Hace un rato abordaste el tema del sexo. El sexo es también uno de los puntos de El futuro de mi cuerpo. Y está presente también en tus otros libros.
El sexo y el poder parecen ser una realidad única en varios de los textos que he escrito. Hace muy poco, en Lima, Iván Thays me comentaba que en mis libros hay una representación particular del sexo y de las relaciones de género; en la lectura de Iván, que no solo ha leído mi obra sino que me conoce personalmente, había un componente psicoanalítico que podría explicar, quizás, la recurrencia de una pareja prototípica que está en todo o casi todo lo que escribo: la mujer fuerte y el hombre dominado; el esclavo y su dueña, por decirlo de alguna manera, que se relacionan sexualmente, pero también en todo otro ámbito, dentro siempre de un esquema de poder brutal. Está en Casa de Islandia, en la relación de esos dos adolescentes que protagonizan el cuento “El belódromo”; está en Hotel Europa, aunque en el caso de esta novela, los dos personajes son uno, están fundidos en la persona de Allison Richter, el periodista de sexualidad híbrida y cambiante. En los cuentos de Fotografías de sala quizá no sea así, porque siendo ese un libro dedicado a las relaciones entre padres e hijos, no hay muchas parejas, salvo algunos matrimonios fallidos, pero de todas maneras, las relaciones de poder son muy verticales y devastadoras para quienes las sufren y para quienes las ejercen. Yo, claro, no noto estas coincidencias hasta que ya están escritas, de manera que sí, algún factor inconsciente debe existir. Un amigo mío, el escritor Jeremías Gamboa, tiene una lectura muy parecida a la de Iván, así que ya son dos. En conclusión, podría decir que el sexo es, en mi narrativa, un lugar muy importante desde el cual reflexionar sobre el poder y sobre toda forma de dominación del otro, desde la imposición física de la fuerza hasta la implantación de estereotipos y categorías reduccionistas que se convierten, a la postre, en aplicaciones mentales de la violencia que producen todo tipo de abusos y de limitaciones a la facultad individual de crear, de crearse y recrearse, facultad que está en la base de la literatura y que yo, como escritor de ficción, sólo puedo defender.

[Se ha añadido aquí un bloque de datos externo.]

// Copyright (C) 2025 SyncMyOrders Sp. z o.o.
// SPDX-License-Identifier: AGPL-3.0-or-later
//! Domain model for clusters, backend configurations, and operations.
//!
//! One [`Cluster`] row exists per runtime, joined by `cluster_id` to exactly
//! one backend configuration ([`GardenerConfig`] or [`GcpConfig`]), one
//! [`KymaConfig`] with its modules, and one [`Operation`] row per lifecycle
//! event. The backend variant is a tagged enum at this boundary and a
//! `provider` discriminator column in the store.

use std::fmt;
use std::str::FromStr;

use chrono::{DateTime, Utc};
use serde::{Deserialize, Serialize};

use crate::error::DbError;

/// Serialized empty-object literal used to initialize `terraform_state`.
pub const EMPTY_TERRAFORM_STATE: &str = "{}";

/// One managed runtime. The `id` (runtime ID) is the join key for every
/// other entity.
#[derive(Debug, Clone, PartialEq, Serialize, Deserialize)]
pub struct Cluster {
    /// Runtime identifier.
    pub id: String,
    /// When the provisioning transaction created this row.
    pub creation_timestamp: DateTime<Utc>,
    /// Opaque serialized infrastructure state blob, `{}` until the actuator
    /// reports progress.
    pub terraform_state: String,
    /// Kubeconfig for the cluster, set once provisioning succeeds.
    pub kubeconfig: Option<String>,
    /// Reference to an externally owned credentials secret.
    pub credentials_secret_name: String,
    /// Which backend configuration variant this cluster uses.
    pub provider: ProviderKind,
}

/// Infrastructure provider discriminator stored on the cluster row.
#[derive(Debug, Clone, Copy, PartialEq, Eq, Serialize, Deserialize)]
pub enum ProviderKind {
    /// Gardener-managed cluster.
    Gardener,
    /// Plain GCP cluster.
    Gcp,
}

impl ProviderKind {
    /// Storage representation.
    pub fn as_str(&self) -> &'static str {
        match self {
            Self::Gardener => "gardener",
            Self::Gcp => "gcp",
        }
    }
}

impl fmt::Display for ProviderKind {
    fn fmt(&self, f: &mut fmt::Formatter<'_>) -> fmt::Result {
        f.write_str(self.as_str())
    }
}

impl FromStr for ProviderKind {
    type Err = DbError;

    fn from_str(s: &str) -> Result<Self, Self::Err> {
        match s {
            "gardener" => Ok(Self::Gardener),
            "gcp" => Ok(Self::Gcp),
            other => Err(DbError::internal(format!(
                "unknown provider kind '{other}' in store"
            ))),
        }
    }
}

/// Gardener backend configuration. Created once per cluster, immutable
/// thereafter; re-provisioning implies a new cluster.
#[derive(Debug, Clone, PartialEq, Serialize, Deserialize, sqlx::FromRow)]
pub struct GardenerConfig {
    /// Config row identifier.
    pub id: String,
    /// Owning cluster (runtime ID).
    pub cluster_id: String,
    /// Shoot cluster name.
    pub name: String,
    /// Gardener project name.
    pub project_name: String,
    /// Kubernetes version to install.
    pub kubernetes_version: String,
    /// Number of worker nodes.
    pub node_count: i32,
    /// Worker volume size in GB.
    pub volume_size_gb: i32,
    /// Disk type for worker volumes.
    pub disk_type: String,
    /// Worker machine type.
    pub machine_type: String,
    /// Target infrastructure provider (e.g. "GCP", "AWS", "Azure").
    pub provider: String,
    /// Gardener seed the shoot is scheduled onto.
    pub seed: String,
    /// Secret with target-provider credentials.
    pub target_secret: String,
    /// CIDR for worker nodes.
    pub worker_cidr: String,
    /// Target region.
    pub region: String,
    /// Autoscaler lower bound.
    pub auto_scaler_min: i32,
    /// Autoscaler upper bound.
    pub auto_scaler_max: i32,
    /// Maximum surge during rolling updates.
    pub max_surge: i32,
    /// Maximum unavailable nodes during rolling updates.
    pub max_unavailable: i32,
    /// Serialized provider-specific payload (JSON), opaque to this core.
    pub provider_specific_config: String,
}

/// Plain GCP backend configuration.
#[derive(Debug, Clone, PartialEq, Serialize, Deserialize, sqlx::FromRow)]
pub struct GcpConfig {
    /// Config row identifier.
    pub id: String,
    /// Owning cluster (runtime ID).
    pub cluster_id: String,
    /// Cluster name.
    pub name: String,
    /// GCP project name.
    pub project_name: String,
    /// Kubernetes version to install.
    pub kubernetes_version: String,
    /// Number of nodes.
    pub number_of_nodes: i32,
    /// Boot disk size in GB.
    pub boot_disk_size_gb: i32,
    /// Machine type.
    pub machine_type: String,
    /// Target region.
    pub region: String,
    /// Target zone.
    pub zone: String,
}

/// Backend configuration, exactly one variant per cluster.
///
/// The variant is chosen by the caller's input, never inferred from stored
/// data; the store carries a matching `provider` discriminator so reads are
/// a single keyed lookup.
#[derive(Debug, Clone, PartialEq, Serialize, Deserialize)]
pub enum ClusterConfig {
    /// Gardener-managed cluster configuration.
    Gardener(GardenerConfig),
    /// Plain GCP cluster configuration.
    Gcp(GcpConfig),
}

impl ClusterConfig {
    /// Discriminator for this variant.
    pub fn provider(&self) -> ProviderKind {
        match self {
            Self::Gardener(_) => ProviderKind::Gardener,
            Self::Gcp(_) => ProviderKind::Gcp,
        }
    }
}

/// Kyma/add-on configuration, created atomically with its cluster.
#[derive(Debug, Clone, PartialEq, Serialize, Deserialize)]
pub struct KymaConfig {
    /// Config row identifier.
    pub id: String,
    /// Kyma version to install.
    pub version: String,
    /// Owning cluster (runtime ID).
    pub cluster_id: String,
    /// Modules to install. Order is irrelevant.
    pub modules: Vec<KymaConfigModule>,
}

/// One module entry of a [`KymaConfig`].
#[derive(Debug, Clone, PartialEq, Serialize, Deserialize)]
pub struct KymaConfigModule {
    /// Module row identifier.
    pub id: String,
    /// Module name (e.g. "core", "monitoring").
    pub module: String,
    /// Owning Kyma config.
    pub kyma_config_id: String,
}

/// Lifecycle event type of an [`Operation`].
#[derive(Debug, Clone, Copy, PartialEq, Eq, Serialize, Deserialize)]
pub enum OperationType {
    /// Initial cluster bring-up.
    Provision,
    /// Version or configuration upgrade.
    Upgrade,
    /// Cluster tear-down.
    Deprovision,
}

impl OperationType {
    /// Storage representation.
    pub fn as_str(&self) -> &'static str {
        match self {
            Self::Provision => "provision",
            Self::Upgrade => "upgrade",
            Self::Deprovision => "deprovision",
        }
    }
}

impl fmt::Display for OperationType {
    fn fmt(&self, f: &mut fmt::Formatter<'_>) -> fmt::Result {
        f.write_str(self.as_str())
    }
}

impl FromStr for OperationType {
    type Err = DbError;

    fn from_str(s: &str) -> Result<Self, Self::Err> {
        match s {
            "provision" => Ok(Self::Provision),
            "upgrade" => Ok(Self::Upgrade),
            "deprovision" => Ok(Self::Deprovision),
            other => Err(DbError::internal(format!(
                "unknown operation type '{other}' in store"
            ))),
        }
    }
}

/// State of an [`Operation`].
///
/// `InProgress` is the initial state, set exactly once at operation
/// creation. `Succeeded` and `Failed` are terminal; no transition is
/// defined out of a terminal state.
#[derive(Debug, Clone, Copy, PartialEq, Eq, Serialize, Deserialize)]
pub enum OperationState {
    /// The actuator is still driving this operation.
    InProgress,
    /// Terminal success.
    Succeeded,
    /// Terminal failure.
    Failed,
}

impl OperationState {
    /// Storage representation.
    pub fn as_str(&self) -> &'static str {
        match self {
            Self::InProgress => "in_progress",
            Self::Succeeded => "succeeded",
            Self::Failed => "failed",
        }
    }

    /// Whether this state admits no further transitions.
    pub fn is_terminal(&self) -> bool {
        matches!(self, Self::Succeeded | Self::Failed)
    }
}

impl fmt::Display for OperationState {
    fn fmt(&self, f: &mut fmt::Formatter<'_>) -> fmt::Result {
        f.write_str(self.as_str())
    }
}

impl FromStr for OperationState {
    type Err = DbError;

    fn from_str(s: &str) -> Result<Self, Self::Err> {
        match s {
            "in_progress" => Ok(Self::InProgress),
            "succeeded" => Ok(Self::Succeeded),
            "failed" => Ok(Self::Failed),
            other => Err(DbError::internal(format!(
                "unknown operation state '{other}' in store"
            ))),
        }
    }
}

/// One lifecycle event of a cluster. Multiple operations may exist per
/// cluster over its lifetime; "the last operation" is derived from the
/// maximum `start_timestamp` (ties broken by `id`), never stored.
#[derive(Debug, Clone, PartialEq, Serialize, Deserialize)]
pub struct Operation {
    /// Operation identifier.
    pub id: String,
    /// Lifecycle event type.
    pub operation_type: OperationType,
    /// Current state.
    pub state: OperationState,
    /// Human-readable status text, overwritten on terminal transition.
    pub message: String,
    /// When the operation was recorded.
    pub start_timestamp: DateTime<Utc>,
    /// Set on terminal transition.
    pub end_timestamp: Option<DateTime<Utc>>,
    /// Owning cluster (runtime ID).
    pub cluster_id: String,
}

/// Desired configuration for a new runtime, carried into
/// `set_provisioning_started`. Exactly one backend variant is present.
#[derive(Debug, Clone, PartialEq, Serialize, Deserialize)]
pub struct RuntimeConfig {
    /// Backend configuration variant to provision with.
    pub cluster_config: ClusterConfig,
    /// Kyma/add-on configuration to install.
    pub kyma_config: KymaConfig,
    /// Reference to the externally owned credentials secret.
    pub credentials_secret_name: String,
}

/// Stored configuration of a runtime, reassembled on status reads.
#[derive(Debug, Clone, PartialEq, Serialize, Deserialize)]
pub struct RuntimeConfiguration {
    /// Backend configuration variant.
    pub cluster_config: ClusterConfig,
    /// Kyma/add-on configuration.
    pub kyma_config: KymaConfig,
    /// Kubeconfig, if provisioning has succeeded.
    pub kubeconfig: Option<String>,
    /// Reference to the externally owned credentials secret.
    pub credentials_secret_name: String,
}

/// Authoritative runtime status, reconstructed from partial, polymorphic
/// data by fanning out to several independent sub-queries.
#[derive(Debug, Clone, PartialEq, Serialize, Deserialize)]
pub struct RuntimeStatus {
    /// The operation with the latest start timestamp.
    pub last_operation_status: Operation,
    /// The stored configuration of the runtime.
    pub runtime_configuration: RuntimeConfiguration,
}

#[cfg(test)]
mod tests {
    use super::*;

    #[test]
    fn operation_state_round_trips_through_storage_form() {
        for state in [
            OperationState::InProgress,
            OperationState::Succeeded,
            OperationState::Failed,
        ] {
            assert_eq!(state.as_str().parse::<OperationState>().unwrap(), state);
        }
        assert!("bogus".parse::<OperationState>().is_err());
    }

    #[test]
    fn operation_type_round_trips_through_storage_form() {
        for op_type in [
            OperationType::Provision,
            OperationType::Upgrade,
            OperationType::Deprovision,
        ] {
            assert_eq!(op_type.as_str().parse::<OperationType>().unwrap(), op_type);
        }
        assert!("bogus".parse::<OperationType>().is_err());
    }

    #[test]
    fn terminal_states() {
        assert!(!OperationState::InProgress.is_terminal());
        assert!(OperationState::Succeeded.is_terminal());
        assert!(OperationState::Failed.is_terminal());
    }

    #[test]
    fn cluster_config_discriminator_matches_variant() {
        let gcp = ClusterConfig::Gcp(GcpConfig {
            id: String::new(),
            cluster_id: String::new(),
            name: "name".into(),
            project_name: "project".into(),
            kubernetes_version: "1.16".into(),
            number_of_nodes: 3,
            boot_disk_size_gb: 30,
            machine_type: "n1-standard-4".into(),
            region: "europe-west1".into(),
            zone: "europe-west1-b".into(),
        });
        assert_eq!(gcp.provider(), ProviderKind::Gcp);
        assert_eq!(ProviderKind::Gcp.as_str().parse::<ProviderKind>().unwrap(), ProviderKind::Gcp);
    }

    #[test]
    fn cluster_config_serde_round_trip_keeps_the_variant() {
        let config = ClusterConfig::Gcp(GcpConfig {
            id: "cfg-1".into(),
            cluster_id: "rt-1".into(),
            name: "name".into(),
            project_name: "project".into(),
            kubernetes_version: "1.16".into(),
            number_of_nodes: 3,
            boot_disk_size_gb: 30,
            machine_type: "n1-standard-4".into(),
            region: "europe-west1".into(),
            zone: "europe-west1-b".into(),
        });

        let json = serde_json::to_string(&config).unwrap();
        let back: ClusterConfig = serde_json::from_str(&json).unwrap();
        assert_eq!(back, config);
        assert_eq!(back.provider(), ProviderKind::Gcp);
    }
}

Página 121. Serena dice: “No perdimos nada, y siempre se puede buscar aventuras nuevas. En otros sitios, ya nunca más en este pueblucho, por supuesto”. La frase está enmarcada en un contexto específico. Sin embargo, también lo tomo como un reflejo de tu poética personal, la de querer privilegiar la historia, el argumento, en tus futuros libros.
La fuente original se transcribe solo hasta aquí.